## TASK
Nothing in the records below may change; print them all exactly.

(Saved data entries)

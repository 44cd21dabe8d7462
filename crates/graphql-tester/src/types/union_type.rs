use crate::loc;
use crate::types::NamedGraphQLTypeRef;
use indexmap::IndexMap;

/// Represents a
/// [union type](https://spec.graphql.org/October2021/#sec-Unions) defined
/// within some [`Schema`](crate::schema::Schema).
#[derive(Clone, Debug, PartialEq, serde::Deserialize, serde::Serialize)]
pub struct UnionType {
    pub(super) def_location: loc::SchemaDefLocation,
    pub(super) description: Option<String>,
    pub(super) members: IndexMap<String, NamedGraphQLTypeRef>,
    pub(super) name: String,
}
impl UnionType {
    /// The [`SchemaDefLocation`](loc::SchemaDefLocation) indicating where this
    /// [`UnionType`] was defined within the schema.
    pub fn def_location(&self) -> &loc::SchemaDefLocation {
        &self.def_location
    }

    /// The description of this [`UnionType`] as defined in the schema
    /// (e.g. in a """-string immediately before the type definition).
    pub fn description(&self) -> Option<&str> {
        self.description.as_deref()
    }

    pub fn has_member(&self, type_name: &str) -> bool {
        self.members.contains_key(type_name)
    }

    /// An ordered list of the names of each type defined as a member of this
    /// union.
    ///
    /// Members added by type extensions follow the members of the base
    /// definition.
    pub fn member_type_names(&self) -> Vec<&str> {
        self.members.keys()
            .map(|type_name| type_name.as_str())
            .collect()
    }

    /// The name of this [`UnionType`].
    pub fn name(&self) -> &str {
        self.name.as_str()
    }
}
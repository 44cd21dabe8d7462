use crate::ast;

/// Which root operation type an operation selects from.
#[derive(Clone, Copy, Debug, Eq, Hash, PartialEq)]
pub enum OperationKind {
    Mutation,
    Query,
    Subscription,
}
impl OperationKind {
    pub fn name(&self) -> &'static str {
        match self {
            Self::Mutation => "mutation",
            Self::Query => "query",
            Self::Subscription => "subscription",
        }
    }
}
impl std::convert::From<&ast::operation::OperationDefinition> for OperationKind {
    fn from(value: &ast::operation::OperationDefinition) -> Self {
        use ast::operation::OperationDefinition;
        match value {
            OperationDefinition::Mutation(_) => Self::Mutation,
            OperationDefinition::Query(_)
                | OperationDefinition::SelectionSet(_) => Self::Query,
            OperationDefinition::Subscription(_) => Self::Subscription,
        }
    }
}
impl std::fmt::Display for OperationKind {
    fn fmt(&self, f: &mut std::fmt::Formatter<'_>) -> std::fmt::Result {
        write!(f, "{}", self.name())
    }
}
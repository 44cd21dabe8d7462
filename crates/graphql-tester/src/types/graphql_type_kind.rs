use crate::types::GraphQLType;

/// The category of a [`GraphQLType`], without its definition.
///
/// The five built-in scalars share [`GraphQLTypeKind::Scalar`] with custom
/// scalars.
#[derive(Clone, Copy, Debug, Eq, Hash, PartialEq, serde::Deserialize, serde::Serialize)]
pub enum GraphQLTypeKind {
    Enum,
    InputObject,
    Interface,
    Object,
    Scalar,
    Union,
}
impl GraphQLTypeKind {
    /// Same as [`GraphQLTypeKind::name()`], preceded by "a" or "an".
    pub fn indefinite_name(&self) -> &'static str {
        match self {
            Self::Enum => "an enum",
            Self::InputObject => "an input object",
            Self::Interface => "an interface",
            Self::Object => "an object",
            Self::Scalar => "a scalar",
            Self::Union => "a union",
        }
    }

    /// Kinds that may annotate an argument, an input field, or a variable.
    pub fn is_input(&self) -> bool {
        matches!(self, Self::Enum | Self::InputObject | Self::Scalar)
    }

    pub fn name(&self) -> &'static str {
        match self {
            Self::Enum => "enum",
            Self::InputObject => "input object",
            Self::Interface => "interface",
            Self::Object => "object",
            Self::Scalar => "scalar",
            Self::Union => "union",
        }
    }
}
impl std::convert::From<&GraphQLType> for GraphQLTypeKind {
    fn from(value: &GraphQLType) -> Self {
        match value {
            GraphQLType::Bool
                | GraphQLType::Float
                | GraphQLType::ID
                | GraphQLType::Int
                | GraphQLType::Scalar(_)
                | GraphQLType::String
                => Self::Scalar,
            GraphQLType::Enum(_) => Self::Enum,
            GraphQLType::InputObject(_) => Self::InputObject,
            GraphQLType::Interface(_) => Self::Interface,
            GraphQLType::Object(_) => Self::Object,
            GraphQLType::Union(_) => Self::Union,
        }
    }
}
impl std::fmt::Display for GraphQLTypeKind {
    fn fmt(&self, f: &mut std::fmt::Formatter<'_>) -> std::fmt::Result {
        write!(f, "{}", self.name())
    }
}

## RESPONSE TO THE EXERCISE
repository 44cd21dabe8d7462
filename crates/graphql-tester/src/types/union_type.rs
use crate::loc;
use crate::types::NamedGraphQLTypeRef;
use indexmap::IndexMap;

/// Represents a
/// [union type](https://spec.graphql.org/October2021/#sec-Unions) defined
/// within some [`Schema`](crate::schema::Schema).
#[derive(Clone, Debug, PartialEq, serde::Deserialize, serde::Serialize)]
pub struct UnionType {
    pub(super) def_location: loc::SchemaDefLocation,
    pub(super) description: Option<String>,
    pub(super) members: IndexMap<String, NamedGraphQLTypeRef>,
    pub(super) name: String,
}
impl UnionType {
    /// The [`SchemaDefLocation`](loc::SchemaDefLocation) indicating where this
    /// [`UnionType`] was defined within the schema.
    pub fn def_location(&self) -> &loc::SchemaDefLocation {
        &self.def_location
    }

    /// The description of this [`UnionType`] as defined in the schema
    /// (e.g. in a """-string immediately before the type definition).
    pub fn description(&self) -> Option<&str> {
        self.description.as_deref()
    }

    pub fn has_member(&self, type_name: &str) -> bool {
        self.members.contains_key(type_name)
    }

    /// An ordered list of the names of each type defined as a member of this
    /// union.
    ///
    /// Members added by type extensions follow the members of the base
    /// definition.
    pub fn member_type_names(&self) -> Vec<&str> {
        self.members.keys()
            .map(|type_name| type_name.as_str())
            .collect()
    }

    /// The name of this [`UnionType`].
    pub fn name(&self) -> &str {
        self.name.as_str()
    }
}
repository 44cd21dabe8d7462
use crate::ast;

/// Which root operation type an operation selects from.
#[derive(Clone, Copy, Debug, Eq, Hash, PartialEq)]
pub enum OperationKind {
    Mutation,
    Query,
    Subscription,
}
impl OperationKind {
    pub fn name(&self) -> &'static str {
        match self {
            Self::Mutation => "mutation",
            Self::Query => "query",
            Self::Subscription => "subscription",
        }
    }
}
impl std::convert::From<&ast::operation::OperationDefinition> for OperationKind {
    fn from(value: &ast::operation::OperationDefinition) -> Self {
        use ast::operation::OperationDefinition;
        match value {
            OperationDefinition::Mutation(_) => Self::Mutation,
            OperationDefinition::Query(_)
                | OperationDefinition::SelectionSet(_) => Self::Query,
            OperationDefinition::Subscription(_) => Self::Subscription,
        }
    }
}
impl std::fmt::Display for OperationKind {
    fn fmt(&self, f: &mut std::fmt::Formatter<'_>) -> std::fmt::Result {
        write!(f, "{}", self.name())
    }
}
repository 44cd21dabe8d7462
filename crates/graphql-tester/src/types/graphql_type_kind.rs
use crate::types::GraphQLType;

/// The category of a [`GraphQLType`], without its definition.
///
/// The five built-in scalars share [`GraphQLTypeKind::Scalar`] with custom
/// scalars.
#[derive(Clone, Copy, Debug, Eq, Hash, PartialEq, serde::Deserialize, serde::Serialize)]
pub enum GraphQLTypeKind {
    Enum,
    InputObject,
    Interface,
    Object,
    Scalar,
    Union,
}
impl GraphQLTypeKind {
    /// Same as [`GraphQLTypeKind::name()`], preceded by "a" or "an".
    pub fn indefinite_name(&self) -> &'static str {
        match self {
            Self::Enum => "an enum",
            Self::InputObject => "an input object",
            Self::Interface => "an interface",
            Self::Object => "an object",
            Self::Scalar => "a scalar",
            Self::Union => "a union",
        }
    }

    /// Kinds that may annotate an argument, an input field, or a variable.
    pub fn is_input(&self) -> bool {
        matches!(self, Self::Enum | Self::InputObject | Self::Scalar)
    }

    pub fn name(&self) -> &'static str {
        match self {
            Self::Enum => "enum",
            Self::InputObject => "input object",
            Self::Interface => "interface",
            Self::Object => "object",
            Self::Scalar => "scalar",
            Self::Union => "union",
        }
    }
}
impl std::convert::From<&GraphQLType> for GraphQLTypeKind {
    fn from(value: &GraphQLType) -> Self {
        match value {
            GraphQLType::Bool
                | GraphQLType::Float
                | GraphQLType::ID
                | GraphQLType::Int
                | GraphQLType::Scalar(_)
                | GraphQLType::String
                => Self::Scalar,
            GraphQLType::Enum(_) => Self::Enum,
            GraphQLType::InputObject(_) => Self::InputObject,
            GraphQLType::Interface(_) => Self::Interface,
            GraphQLType::Object(_) => Self::Object,
            GraphQLType::Union(_) => Self::Union,
        }
    }
}
impl std::fmt::Display for GraphQLTypeKind {
    fn fmt(&self, f: &mut std::fmt::Formatter<'_>) -> std::fmt::Result {
        write!(f, "{}", self.name())
    }
}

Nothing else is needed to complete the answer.